Le président centrafricain Faustin-Archange Touadera a missionné son ministre des Affaires étrangères, Sylvie Baïpo-Temon, pour rencontrer son homologue camerounais, Paul Biya. Le 10 février dernier, la patronne de la diplomatie centrafricaine « porteuse du message et de la voix » a été reçue en audience par le chef de l’Etat camerounais.
Officiellement, l’échange, d’une durée de 60 minutes chrono, visait à « présenter la situation qui prévaut en RCA » au doyen des chefs d’Etat de la Communauté des Etats de l’Afrique centrale. « Aujourd’hui, la RCA fait face à de nombreuses tentatives de déstabilisation. La situation en RCA est une menace pour toute la sous-région, en particulier pour le Cameroun », a déclaré l’émissaire centrafricain au perron du Palais de l’Unité.
Si le Cameroun a toujours été un fort allié pour la RCA, notamment à travers la composante la Mission multidimensionnelle intégrée des Nations unies pour la stabilisation en Centrafrique (Minusca), l’opération de maintien de la paix des Nations Unies ; Faustin-Archange Touadera espère obtenir un soutien supplémentaire des autorités camerounaises pour ramener la paix dans son pays.
Concrètement, Bangui souhaite l’implication de Paul Biya et capitaliser son influence pour résoudre la crise. Notamment en prenant part à l’organisation de la prochaine réunion prévue dans le cadre de la Conférence internationale pour la Région des Grands Lacs (CRGL), convoquée à l’initiative du président angolais.
« La RCA est un pays stratégique au cœur de la sous-région, il important que sa situation soit maîtrisée, en tout cas qu’il y ait une accalmie pour que cette situation n’ait pas de répercussions sur les pays voisins », explique la ministre centrafricaine des Affaires étrangères.
Le projet de déstabilisation de ce pays voisin est mené par la Coalition des patriotes pour le Changement (CPC), un regroupement des mouvements des rebelles centrafricains qui a décidé de prendre les armes pour chasser du pouvoir le président Touadera, pourtant réélu au premier tour de l’élection présidentielle du 27 décembre dernier.
Les autorités centrafricaines accusent l’ancien président François Bozizé (74 ans) d’être le cerveau du coup de force visant à renverser les institutions.

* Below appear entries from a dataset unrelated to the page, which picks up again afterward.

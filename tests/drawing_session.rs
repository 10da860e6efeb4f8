use eframe_sketch::document::Document;
use eframe_sketch::drawable::Drawable;
use eframe_sketch::state::{EditorState, THICK_WIDTH, THIN_WIDTH};
use egui::{Pos2, pos2};

// Helper to drive a full stroke gesture through the editor
fn draw_stroke(editor: &mut EditorState, doc: &mut Document, points: &[Pos2]) {
    let (first, rest) = points.split_first().expect("need at least one point");
    editor.on_pointer_down(*first, doc);
    for point in rest {
        editor.on_pointer_move(*point, true, doc);
    }
    editor.on_pointer_up(doc);
}

fn stroke_points(drawable: &Drawable) -> Vec<Pos2> {
    match drawable {
        Drawable::Stroke(stroke) => stroke.points().to_vec(),
        other => panic!("expected a stroke, got {other:?}"),
    }
}

#[test]
fn test_stroke_gesture_commits_once() {
    let mut doc = Document::new();
    let mut editor = EditorState::new();

    draw_stroke(
        &mut editor,
        &mut doc,
        &[pos2(10.0, 10.0), pos2(20.0, 15.0), pos2(30.0, 30.0)],
    );

    assert_eq!(doc.drawables().len(), 1);
    assert_eq!(
        stroke_points(&doc.drawables()[0]),
        vec![pos2(10.0, 10.0), pos2(20.0, 15.0), pos2(30.0, 30.0)]
    );
    assert!(editor.is_idle());
}

#[test]
fn test_undo_redo_round_trip_through_gestures() {
    let mut doc = Document::new();
    let mut editor = EditorState::new();

    draw_stroke(&mut editor, &mut doc, &[pos2(1.0, 1.0), pos2(2.0, 2.0)]);
    draw_stroke(&mut editor, &mut doc, &[pos2(5.0, 5.0), pos2(6.0, 6.0)]);

    // commit A, commit B, undo -> committed=[A], redo=[B]
    assert!(doc.undo());
    assert_eq!(doc.drawables().len(), 1);
    assert_eq!(stroke_points(&doc.drawables()[0])[0], pos2(1.0, 1.0));
    assert!(doc.can_redo());

    // redo -> committed=[A, B], redo=[]
    assert!(doc.redo());
    assert_eq!(doc.drawables().len(), 2);
    assert_eq!(stroke_points(&doc.drawables()[1])[0], pos2(5.0, 5.0));
    assert!(!doc.can_redo());
}

#[test]
fn test_new_stroke_after_undo_discards_redo() {
    let mut doc = Document::new();
    let mut editor = EditorState::new();

    draw_stroke(&mut editor, &mut doc, &[pos2(1.0, 1.0), pos2(2.0, 2.0)]);
    draw_stroke(&mut editor, &mut doc, &[pos2(5.0, 5.0), pos2(6.0, 6.0)]);
    doc.undo();
    assert!(doc.can_redo());

    draw_stroke(&mut editor, &mut doc, &[pos2(9.0, 9.0), pos2(9.5, 9.5)]);
    assert!(!doc.can_redo());
    assert_eq!(doc.drawables().len(), 2);
}

#[test]
fn test_sticker_placement_and_drag() {
    let mut doc = Document::new();
    let mut editor = EditorState::new();
    editor.select_sticker("🍎", &mut doc);

    // Place a sticker at (50, 50)
    editor.on_pointer_down(pos2(50.0, 50.0), &mut doc);
    editor.on_pointer_up(&mut doc);
    assert_eq!(doc.drawables().len(), 1);

    // Pointer-down near the center begins a drag, not a new placement
    editor.on_pointer_down(pos2(52.0, 51.0), &mut doc);
    editor.on_pointer_move(pos2(80.0, 80.0), true, &mut doc);
    editor.on_pointer_up(&mut doc);

    assert_eq!(doc.drawables().len(), 1);
    let sticker = doc.drawables()[0].as_sticker().expect("sticker survives");
    assert_eq!(sticker.position(), pos2(80.0, 80.0));
}

#[test]
fn test_sticker_drag_far_from_center_places_new_one() {
    let mut doc = Document::new();
    let mut editor = EditorState::new();
    editor.select_sticker("⭐", &mut doc);

    editor.on_pointer_down(pos2(50.0, 50.0), &mut doc);
    editor.on_pointer_up(&mut doc);

    // Outside the pick radius: a second sticker is placed instead
    editor.on_pointer_down(pos2(120.0, 120.0), &mut doc);
    editor.on_pointer_up(&mut doc);
    assert_eq!(doc.drawables().len(), 2);
}

#[test]
fn test_clear_empties_history_and_redo() {
    let mut doc = Document::new();
    let mut editor = EditorState::new();

    draw_stroke(&mut editor, &mut doc, &[pos2(1.0, 1.0), pos2(2.0, 2.0)]);
    draw_stroke(&mut editor, &mut doc, &[pos2(3.0, 3.0), pos2(4.0, 4.0)]);
    doc.undo();

    doc.clear();
    assert!(doc.is_empty());
    assert!(!doc.can_undo());
    assert!(!doc.can_redo());
    assert!(!doc.undo());
}

#[test]
fn test_switching_tools_mid_gesture_commits_work_in_progress() {
    let mut doc = Document::new();
    let mut editor = EditorState::new();

    editor.select_brush(THIN_WIDTH, &mut doc);
    editor.on_pointer_down(pos2(10.0, 10.0), &mut doc);
    editor.on_pointer_move(pos2(15.0, 15.0), true, &mut doc);

    // Switching to the thick brush finishes the thin stroke first
    editor.select_brush(THICK_WIDTH, &mut doc);
    assert_eq!(doc.drawables().len(), 1);
    match &doc.drawables()[0] {
        Drawable::Stroke(stroke) => assert_eq!(stroke.width(), THIN_WIDTH),
        other => panic!("expected a stroke, got {other:?}"),
    }
}

#[test]
fn test_cursor_preview_follows_and_leaves() {
    let mut doc = Document::new();
    let mut editor = EditorState::new();

    assert!(editor.cursor().is_none());
    editor.on_pointer_move(pos2(40.0, 40.0), false, &mut doc);
    let cursor = editor.cursor().expect("cursor preview after move");
    assert_eq!(cursor.position, pos2(40.0, 40.0));

    editor.on_pointer_leave();
    assert!(editor.cursor().is_none());
}
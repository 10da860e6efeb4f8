//! The interaction state machine for the sketchpad editor.
//!
//! Pointer input drives one of two flows depending on the active tool:
//!
//! ```text
//! brush:    Idle ──down──► DrawingStroke ──up──► Idle   (stroke committed)
//! sticker:  Idle ──down──► PlacingSticker ──up──► Idle  (sticker committed)
//!           Idle ──down on existing──► DraggingSticker ──up──► Idle
//! ```
//!
//! Leaving the surface discards only the cursor preview; an in-progress
//! stroke survives and keeps collecting points when the pointer returns.

use egui::Pos2;
use log::debug;

use crate::document::Document;
use crate::drawable::{CursorMode, CursorPreview, Drawable};
use crate::renderer::Renderer;
use crate::sticker::Sticker;
use crate::stroke::MutableStroke;

/// Brush width selected by the "thin" marker button.
pub const THIN_WIDTH: f32 = 2.0;
/// Brush width selected by the "thick" marker button.
pub const THICK_WIDTH: f32 = 6.0;

/// The active tool. A closed set; the UI switches between them.
#[derive(Clone, Debug, PartialEq)]
pub enum Tool {
    Brush { width: f32 },
    Sticker { glyph: String },
}

/// What the pointer is currently doing on the canvas.
#[derive(Debug, Default)]
pub enum Interaction {
    #[default]
    Idle,
    DrawingStroke(MutableStroke),
    PlacingSticker(Sticker),
    DraggingSticker {
        index: usize,
    },
}

/// Owns the active tool, the pointer interaction state and the cursor
/// preview. All transitions happen synchronously inside input handling.
#[derive(Debug)]
pub struct EditorState {
    tool: Tool,
    interaction: Interaction,
    cursor: Option<CursorPreview>,
}

impl Default for EditorState {
    fn default() -> Self {
        Self::new()
    }
}

impl EditorState {
    pub fn new() -> Self {
        Self {
            tool: Tool::Brush { width: THIN_WIDTH },
            interaction: Interaction::Idle,
            cursor: None,
        }
    }

    pub fn tool(&self) -> &Tool {
        &self.tool
    }

    pub fn is_idle(&self) -> bool {
        matches!(self.interaction, Interaction::Idle)
    }

    pub fn cursor(&self) -> Option<&CursorPreview> {
        self.cursor.as_ref()
    }

    /// Switch to the brush tool with the given width. Finishes any
    /// in-progress interaction first.
    pub fn select_brush(&mut self, width: f32, document: &mut Document) {
        self.finish_interaction(document);
        self.tool = Tool::Brush { width };
    }

    /// Switch to the sticker tool with the given glyph.
    pub fn select_sticker(&mut self, glyph: impl Into<String>, document: &mut Document) {
        self.finish_interaction(document);
        self.tool = Tool::Sticker {
            glyph: glyph.into(),
        };
    }

    /// Pointer pressed on the canvas: start a stroke, pick up a sticker
    /// under the pointer, or start placing a new one.
    pub fn on_pointer_down(&mut self, pos: Pos2, document: &mut Document) {
        // A down event while something is still in progress means the
        // matching up event never reached us; finish the old work first.
        self.finish_interaction(document);

        self.interaction = match &self.tool {
            Tool::Brush { width } => {
                let mut stroke = MutableStroke::new(*width);
                stroke.add_point(pos);
                Interaction::DrawingStroke(stroke)
            }
            Tool::Sticker { glyph } => match document.sticker_at(pos) {
                Some(index) => {
                    debug!("picked up sticker {index} at {pos:?}");
                    Interaction::DraggingSticker { index }
                }
                None => Interaction::PlacingSticker(Sticker::new(glyph.clone(), pos)),
            },
        };
        self.refresh_cursor(pos);
    }

    /// Pointer moved over the canvas. Extends the interaction while the
    /// primary button is held and recreates the cursor preview.
    pub fn on_pointer_move(&mut self, pos: Pos2, primary_down: bool, document: &mut Document) {
        if primary_down {
            match &mut self.interaction {
                Interaction::Idle => {}
                Interaction::DrawingStroke(stroke) => stroke.add_point(pos),
                Interaction::PlacingSticker(sticker) => sticker.set_position(pos),
                Interaction::DraggingSticker { index } => document.move_sticker(*index, pos),
            }
        } else {
            // The release happened where we could not see it.
            self.finish_interaction(document);
        }
        self.refresh_cursor(pos);
    }

    /// Pointer released: commit whatever was in progress and return to idle.
    pub fn on_pointer_up(&mut self, document: &mut Document) {
        self.finish_interaction(document);
    }

    /// Pointer left the surface. Cancels the cursor preview only; an
    /// in-progress stroke or drag stays live.
    pub fn on_pointer_leave(&mut self) {
        self.cursor = None;
    }

    /// Push the in-progress drawable and cursor preview into the renderer
    /// for this frame.
    pub fn update_preview(&self, renderer: &mut Renderer) {
        let preview = match &self.interaction {
            Interaction::DrawingStroke(stroke) if !stroke.is_empty() => {
                Some(Drawable::Stroke(stroke.to_stroke_ref()))
            }
            Interaction::PlacingSticker(sticker) => Some(Drawable::Sticker(sticker.clone())),
            _ => None,
        };
        renderer.set_preview_drawable(preview);
        renderer.set_cursor_preview(self.cursor.clone());
    }

    fn refresh_cursor(&mut self, pos: Pos2) {
        let mode = match &self.tool {
            Tool::Brush { width } => CursorMode::Brush { width: *width },
            Tool::Sticker { glyph } => CursorMode::Sticker {
                glyph: glyph.clone(),
            },
        };
        self.cursor = Some(CursorPreview {
            position: pos,
            mode,
        });
    }

    fn finish_interaction(&mut self, document: &mut Document) {
        match std::mem::take(&mut self.interaction) {
            Interaction::Idle => {}
            Interaction::DrawingStroke(stroke) => {
                if !stroke.is_empty() {
                    debug!("committing stroke with {} points", stroke.points().len());
                    document.commit(Drawable::Stroke(stroke.to_stroke_ref()));
                }
            }
            Interaction::PlacingSticker(sticker) => {
                debug!(
                    "committing sticker {:?} at {:?}",
                    sticker.glyph(),
                    sticker.position()
                );
                document.commit(Drawable::Sticker(sticker));
            }
            // The dragged sticker is already committed; its position was
            // overwritten in place during the drag.
            Interaction::DraggingSticker { .. } => {}
        }
    }
}

#[cfg(test)]
mod tests {
    use super::*;
    use egui::pos2;

    #[test]
    fn test_stroke_commits_on_release() {
        let mut doc = Document::new();
        let mut editor = EditorState::new();

        editor.on_pointer_down(pos2(10.0, 10.0), &mut doc);
        editor.on_pointer_move(pos2(20.0, 20.0), true, &mut doc);
        assert!(doc.is_empty());

        editor.on_pointer_up(&mut doc);
        assert_eq!(doc.drawables().len(), 1);
        assert!(editor.is_idle());
    }

    #[test]
    fn test_pointer_leave_keeps_stroke_in_progress() {
        let mut doc = Document::new();
        let mut editor = EditorState::new();

        editor.on_pointer_down(pos2(10.0, 10.0), &mut doc);
        editor.on_pointer_leave();
        assert!(editor.cursor().is_none());
        assert!(!editor.is_idle());

        editor.on_pointer_move(pos2(30.0, 30.0), true, &mut doc);
        editor.on_pointer_up(&mut doc);
        assert_eq!(doc.drawables().len(), 1);
    }

    #[test]
    fn test_move_without_button_finishes_missed_release() {
        let mut doc = Document::new();
        let mut editor = EditorState::new();

        editor.on_pointer_down(pos2(10.0, 10.0), &mut doc);
        editor.on_pointer_move(pos2(20.0, 20.0), false, &mut doc);
        assert!(editor.is_idle());
        assert_eq!(doc.drawables().len(), 1);
    }

    #[test]
    fn test_tool_width_is_captured_per_stroke() {
        let mut doc = Document::new();
        let mut editor = EditorState::new();

        editor.select_brush(THIN_WIDTH, &mut doc);
        editor.on_pointer_down(pos2(1.0, 1.0), &mut doc);
        editor.on_pointer_up(&mut doc);

        editor.select_brush(THICK_WIDTH, &mut doc);
        editor.on_pointer_down(pos2(5.0, 5.0), &mut doc);
        editor.on_pointer_up(&mut doc);

        let widths: Vec<f32> = doc
            .drawables()
            .iter()
            .map(|d| match d {
                Drawable::Stroke(s) => s.width(),
                _ => panic!("expected strokes"),
            })
            .collect();
        assert_eq!(widths, vec![THIN_WIDTH, THICK_WIDTH]);
    }
}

En lice pour la présidentielle de décembre dernier, il a vu sa candidature invalidée par la Cour constitutionnelle à cause des sanctions pour crimes de guerre et crimes contre l’humanité qui pèsent sur lui. D’où son recours à la force. Dans un message audio qui circule sur les réseaux sociaux depuis quelques jours, François Bozizé appelle les Centrafricains à soutenir la coalition armée.
Selon un décret signé vendredi 12 février 2021 par le président Touadera, deux jours après le passage de son envoyé spécial sur Yaoundé, François Bozizé, ses deux enfants à savoir Francis Bozizé (ancien ministre) et Rodrigue Bozizé (capitaine de la gendarmerie), ont été définitivement radiés de l’armée nationale centrafricaine. Motifs évoqués : « atteinte à la sûreté de l’État, association des malfaiteurs et appartenance à la rébellion de la coalition des patriotes pour le changement (CPC) ».
Le Cameroun paye déjà un lourd tribut du fait de l’instabilité de l’Etat centrafricain. Le pays doit non seulement assurer l’accueil des réfugiés centrafricains qui affluent par millier, mais aussi faire face aux groupes rebelles centrafricains qui s’attaquent régulièrement aux populations camerounaises tout au long de la frontière.
De plus, du point de vue économique, ce climat d’insécurité empêche des échanges commerciaux sur le corridor Douala-Bangui sur lequel transitent des marchandises pour environ 55 milliards FCFA chaque année, selon la Douane camerounaise. Corridor est névralgique pour la Centrafrique, en ce qui constitue la principale route d’approvisionnement de la capitale centrafricaine.